Met genoegen vernam ik uit uw schrijven aan Pa en Moe dat gij plan hebt 4 Aug. n. Londen te gaan en dan van daar naar hier te komen.1 Ik verlang weer erg naar uw komst en om eens te weten wat ge vinden zult van ’t werk dat ik sedert gedaan heb. ’t laatst wat ik maakte zijn een paar nog al groote studies van Ossekarren, een zwarten os2 en een roodbonten.3
En ben ook weer doende geweest aan den ouden toren in de akkers s’avonds, waarvan ik een grooter studie maakte dan mijn vroegeren – met de korenvelden er om heen.4
Rappard heeft me teruggestuurd het boekje van Vosmaer dat van U hoort – ik begon het te lezen doch – ligt het aan mij – vind het magtig vervelend en eigentlijk in een akademischen preektoon geschreven. Misschien gij zelf ook als gij ’t weer eens inziet.–5
Hebt gij Sapho van Daudet gelezen.– Het is erg mooi en zoo hoog opgevoerd en zoo de natuur serré de près,6 dat het vrouwenfiguur leeft, ademt en men de stem hoort, letterlijk hoort, en vergeet men leest.7
Als ge komt zult ge ook nog een paar nieuwe wevers zien.–8
De natuur is hier wel echt – het atelier blijft me ook goed bevallen.

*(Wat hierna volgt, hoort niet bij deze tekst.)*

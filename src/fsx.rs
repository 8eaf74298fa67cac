//! Cross-platform filesystem helpers for the two paths a run is given.
//!
//! The source must already be a directory; the target is created on demand
//! with standard directory permissions (`0o755` on Unix, platform default
//! elsewhere). Nothing here touches files inside either directory.

use std::fs::{self, DirBuilder};
use std::io;
use std::path::Path;

use crate::ArchiverError;

/// Permission bits applied to target directories created by a run.
pub const TARGET_DIR_MODE: u32 = 0o755;

/// Checks that `path` can be statted and is a directory.
///
/// Symlinks are followed, so a link pointing at a directory is accepted.
pub fn validate_source(path: &Path) -> Result<(), ArchiverError> {
    let meta = fs::metadata(path).map_err(|source| ArchiverError::InvalidSource {
        path: path.to_path_buf(),
        source,
    })?;
    if !meta.is_dir() {
        return Err(ArchiverError::InvalidSource {
            path: path.to_path_buf(),
            source: io::Error::new(io::ErrorKind::InvalidInput, "not a directory"),
        });
    }
    Ok(())
}

/// Creates `path` and any missing parents. Existing directories are reused.
pub fn ensure_target_dir(path: &Path) -> Result<(), ArchiverError> {
    let unavailable = |source| ArchiverError::TargetUnavailable { path: path.to_path_buf(), source };

    dir_builder().create(path).map_err(unavailable)?;
    // must resolve to a directory, not merely exist
    let meta = fs::metadata(path).map_err(unavailable)?;
    if !meta.is_dir() {
        return Err(unavailable(io::Error::new(
            io::ErrorKind::AlreadyExists,
            "path exists and is not a directory",
        )));
    }
    Ok(())
}

#[cfg(unix)]
fn dir_builder() -> DirBuilder {
    use std::os::unix::fs::DirBuilderExt;
    let mut builder = DirBuilder::new();
    builder.recursive(true).mode(TARGET_DIR_MODE);
    builder
}

#[cfg(not(unix))]
fn dir_builder() -> DirBuilder {
    let mut builder = DirBuilder::new();
    builder.recursive(true);
    builder
}
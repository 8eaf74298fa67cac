//! Common utilities and types module.
// Shared structs used by the walker, the archive sink and the orchestrator.

use std::fs::Metadata;
use std::path::{Component, Path, PathBuf};

#[cfg(unix)]
use std::os::unix::fs::FileTypeExt;

/// The kind of filesystem node an entry represents.
#[derive(Debug, Clone, Copy, PartialEq, Eq)]
pub enum EntryKind {
    File,
    Dir,
    Symlink,
    /// FIFO, character or block device. Archived as a header only.
    Special,
    /// Unix domain socket. Cannot be represented in a tar stream.
    Socket,
}

impl EntryKind {
    pub fn from_metadata(meta: &Metadata) -> Self {
        let ft = meta.file_type();
        if ft.is_symlink() {
            return EntryKind::Symlink;
        }
        if ft.is_dir() {
            return EntryKind::Dir;
        }
        if ft.is_file() {
            return EntryKind::File;
        }
        if is_socket(&ft) {
            return EntryKind::Socket;
        }
        EntryKind::Special
    }
}

#[cfg(unix)]
fn is_socket(ft: &std::fs::FileType) -> bool {
    ft.is_socket()
}

#[cfg(not(unix))]
fn is_socket(_ft: &std::fs::FileType) -> bool {
    false
}

/// One filesystem node found below the source root.
#[derive(Debug, Clone)]
pub struct FileEntry {
    pub absolute_path: PathBuf,
    /// Path relative to the source root, built from normal components only.
    pub relative_path: PathBuf,
    pub kind: EntryKind,
    pub size: u64,
    /// Metadata as read during the walk (symlinks are not followed).
    pub metadata: Metadata,
}

impl FileEntry {
    /// Builds an entry for `absolute`, which must live below `root`.
    ///
    /// Returns `None` for the root itself or for paths outside of it.
    pub fn new(root: &Path, absolute: &Path, metadata: Metadata) -> Option<Self> {
        let relative_path: PathBuf = absolute
            .strip_prefix(root)
            .ok()?
            .components()
            .filter_map(|c| match c {
                Component::Normal(part) => Some(part),
                _ => None,
            })
            .collect();
        if relative_path.as_os_str().is_empty() {
            return None;
        }

        let kind = EntryKind::from_metadata(&metadata);
        let size = if kind == EntryKind::File { metadata.len() } else { 0 };

        Some(Self {
            absolute_path: absolute.to_path_buf(),
            relative_path,
            kind,
            size,
            metadata,
        })
    }

    /// The relative path with `/` separators, as stored in the archive.
    pub fn name(&self) -> String {
        self.relative_path
            .components()
            .map(|c| c.as_os_str().to_string_lossy())
            .collect::<Vec<_>>()
            .join("/")
    }
}

#[cfg(test)]
mod tests {
    use super::*;
    use std::fs;
    use tempfile::tempdir;

    #[test]
    fn relative_name_uses_forward_slashes() {
        let dir = tempdir().unwrap();
        let nested = dir.path().join("a").join("b");
        fs::create_dir_all(&nested).unwrap();
        let file = nested.join("c.txt");
        fs::write(&file, b"abc").unwrap();

        let entry = FileEntry::new(dir.path(), &file, fs::symlink_metadata(&file).unwrap()).unwrap();
        assert_eq!(entry.name(), "a/b/c.txt");
        assert_eq!(entry.kind, EntryKind::File);
        assert_eq!(entry.size, 3);
    }

    #[test]
    fn root_is_not_an_entry() {
        let dir = tempdir().unwrap();
        let meta = fs::metadata(dir.path()).unwrap();
        assert!(FileEntry::new(dir.path(), dir.path(), meta).is_none());
    }

    #[test]
    fn directories_report_zero_size() {
        let dir = tempdir().unwrap();
        let sub = dir.path().join("sub");
        fs::create_dir(&sub).unwrap();
        let entry = FileEntry::new(dir.path(), &sub, fs::symlink_metadata(&sub).unwrap()).unwrap();
        assert_eq!(entry.kind, EntryKind::Dir);
        assert_eq!(entry.size, 0);
    }
}
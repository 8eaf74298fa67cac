use clap::{Parser, Subcommand};
use std::path::PathBuf;

use crate::archive::{ArchiveOptions, ArchiveRequest, CollisionPolicy};
use crate::compress::{CompressionSettings, DEFAULT_LEVEL};

#[derive(Parser, Debug)]
#[command(author, version, about, long_about = None)]
pub struct Args {
    #[command(subcommand)]
    pub command: Commands,
}

#[derive(Subcommand, Clone, Debug)]
pub enum Commands {
    /// Archive a directory into a dated, checksum-named .tar.zstd file.
    #[command(alias = "c")]
    Create(CreateArgs),

    /// Check published archives against the checksum in their file name.
    #[command(alias = "v")]
    Verify {
        /// One or more .tar.zstd archives produced by `create`.
        #[arg(required = true)]
        archives: Vec<PathBuf>,
    },
}

#[derive(clap::Args, Clone, Debug)]
pub struct CreateArgs {
    /// Directory to back up.
    #[arg(short, long, env = "SNAPTAR_SOURCE", default_value = "/data")]
    pub source: PathBuf,

    /// Directory that receives the archive. Created if missing.
    #[arg(short, long, env = "SNAPTAR_TARGET", default_value = "/backups")]
    pub target: PathBuf,

    /// Log every archived entry.
    #[arg(short, long, env = "SNAPTAR_VERBOSE")]
    pub verbose: bool,

    /// Zstandard compression level (1-22). Higher levels offer better compression at the cost of speed.
    #[arg(long, env = "SNAPTAR_LEVEL", default_value_t = DEFAULT_LEVEL,
          value_parser = clap::value_parser!(i32).range(1..=22))]
    pub level: i32,

    /// Disable zstd long-distance matching (enabled by default).
    #[arg(long = "no-long-distance", action = clap::ArgAction::SetFalse, default_value_t = true)]
    pub long_distance: bool,

    /// Keep an existing archive with the same name instead of replacing it.
    #[arg(long)]
    pub keep_existing: bool,

    /// Skip the integrity check of the staged archive before publishing it.
    #[arg(long)]
    pub skip_check: bool,

    /// Print the result as JSON on stdout.
    #[arg(long)]
    pub json: bool,
}

impl Commands {
    pub fn verbose(&self) -> bool {
        matches!(self, Commands::Create(CreateArgs { verbose: true, .. }))
    }
}

impl CreateArgs {
    pub fn request(&self) -> ArchiveRequest {
        ArchiveRequest::new(&self.source, &self.target)
    }

    /// Maps the flags onto the run options. The date is left to the pipeline.
    pub fn options(&self) -> ArchiveOptions {
        ArchiveOptions {
            compression: CompressionSettings {
                level: self.level,
                long_distance_matching: self.long_distance,
                ..Default::default()
            },
            verbose: self.verbose,
            on_collision: if self.keep_existing { CollisionPolicy::KeepExisting } else { CollisionPolicy::Overwrite },
            skip_check: self.skip_check,
            date: None,
        }
    }
}

/// Parses command-line arguments using `clap` and returns the command to execute.
pub fn run() -> Result<Commands, clap::Error> {
    let args = Args::try_parse()?;
    Ok(args.command)
}
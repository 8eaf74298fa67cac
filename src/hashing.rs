//! Fan-out sink: every byte accepted by the inner writer is also fed to a
//! CRC-32 (IEEE) accumulator, in the same order.

use std::io::{self, Write};

use crc32fast::Hasher as Crc32Hasher;

pub struct HashingWriter<W> {
    inner: W,
    crc: Crc32Hasher,
    bytes: u64,
}

impl<W: Write> HashingWriter<W> {
    pub fn new(inner: W) -> Self {
        Self { inner, crc: Crc32Hasher::new(), bytes: 0 }
    }

    /// Returns the inner writer, the final checksum and the byte count.
    pub fn into_parts(self) -> (W, u32, u64) {
        (self.inner, self.crc.finalize(), self.bytes)
    }
}

impl<W: Write> Write for HashingWriter<W> {
    fn write(&mut self, buf: &[u8]) -> io::Result<usize> {
        let n = self.inner.write(buf)?;
        // hash only what the inner writer took; the caller retries the rest
        self.crc.update(&buf[..n]);
        self.bytes += n as u64;
        Ok(n)
    }

    fn flush(&mut self) -> io::Result<()> {
        self.inner.flush()
    }
}
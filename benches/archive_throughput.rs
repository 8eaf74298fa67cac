// benches/archive_throughput.rs
//
// Archives a generated tree at several zstd levels and prints a table of
// size, ratio and wall time. Run with `cargo bench --bench archive_throughput`.
use std::fs;
use std::io::{self, Write};
use std::path::Path;
use std::time::{Duration, Instant};

use rand::{rngs::StdRng, Rng, RngCore, SeedableRng};
use snaptar::archive::{create_archive, ArchiveOptions, ArchiveRequest};
use snaptar::compress::CompressionSettings;
use tempfile::tempdir;

const DIRS: usize = 16;
const FILES_PER_DIR: usize = 64;

struct BenchProfile {
    name: &'static str,
    level: i32,
    long_distance: bool,
}

struct BenchResult {
    profile: &'static str,
    archive_size: u64,
    content_size: u64,
    create_time: Duration,
}

// Helper to format bytes into a readable string
fn format_bytes(bytes: u64) -> String {
    const KIB: u64 = 1024;
    const MIB: u64 = 1024 * KIB;
    if bytes >= MIB {
        format!("{:.2} MiB", bytes as f64 / MIB as f64)
    } else if bytes >= KIB {
        format!("{:.2} KiB", bytes as f64 / KIB as f64)
    } else {
        format!("{} bytes", bytes)
    }
}

/// Half text-like, half random files so the levels actually differ.
fn generate_dataset(root: &Path) -> io::Result<()> {
    let mut rng = StdRng::seed_from_u64(0x5eed);
    let words = ["backup", "archive", "tar", "zstd", "checksum", "directory", "stream", "entry"];
    for d in 0..DIRS {
        let dir = root.join(format!("dir_{d:02}"));
        fs::create_dir_all(&dir)?;
        for f in 0..FILES_PER_DIR {
            let path = dir.join(format!("file_{f:03}"));
            let size = rng.gen_range(1024..64 * 1024);
            let mut data = Vec::with_capacity(size);
            if f % 2 == 0 {
                while data.len() < size {
                    data.extend_from_slice(words[rng.gen_range(0..words.len())].as_bytes());
                    data.push(b' ');
                }
                data.truncate(size);
            } else {
                data.resize(size, 0);
                rng.fill_bytes(&mut data);
            }
            fs::write(path, data)?;
        }
    }
    Ok(())
}

fn main() -> io::Result<()> {
    println!("--- snaptar archive throughput ---");
    let source = tempdir()?;
    generate_dataset(source.path())?;

    let profiles = [
        BenchProfile { name: "L3", level: 3, long_distance: false },
        BenchProfile { name: "L9 + LDM", level: 9, long_distance: true },
        BenchProfile { name: "L19 + LDM (default)", level: 19, long_distance: true },
    ];

    let mut results = Vec::new();
    for profile in &profiles {
        print!("Benchmarking {} ... ", profile.name);
        io::stdout().flush()?;

        let target = tempdir()?;
        let options = ArchiveOptions {
            compression: CompressionSettings {
                level: profile.level,
                long_distance_matching: profile.long_distance,
                ..Default::default()
            },
            ..Default::default()
        };
        let start = Instant::now();
        let result = create_archive(&ArchiveRequest::new(source.path(), target.path()), &options)
            .map_err(|e| io::Error::new(io::ErrorKind::Other, e))?;
        let create_time = start.elapsed();
        println!("done");

        results.push(BenchResult {
            profile: profile.name,
            archive_size: result.stats.archive_bytes,
            content_size: result.stats.content_bytes,
            create_time,
        });
    }

    println!("\n{:<22} | {:>12} | {:>7} | {:>9}", "Profile", "Size", "Ratio", "Time");
    println!("{}", "-".repeat(60));
    for r in &results {
        println!(
            "{:<22} | {:>12} | {:>6.2}x | {:>8.2}s",
            r.profile,
            format_bytes(r.archive_size),
            r.content_size as f64 / r.archive_size.max(1) as f64,
            r.create_time.as_secs_f64(),
        );
    }
    Ok(())
}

Als gij komt moeten wij zamen eens enkele boerderijen bezoeken en wevers.
In October zal Rappard nog wel weer eens terug komen is zijn plan,9 hij is waarschijnlijk nu weer in Drenthe.
Nu, ik schrijf nog al in haast want ik zit druk in ’t werk, ik werk nog al veel s’morgens vroeg of s’avonds en het is dan alles soms zoo onuitsprekelijk mooi.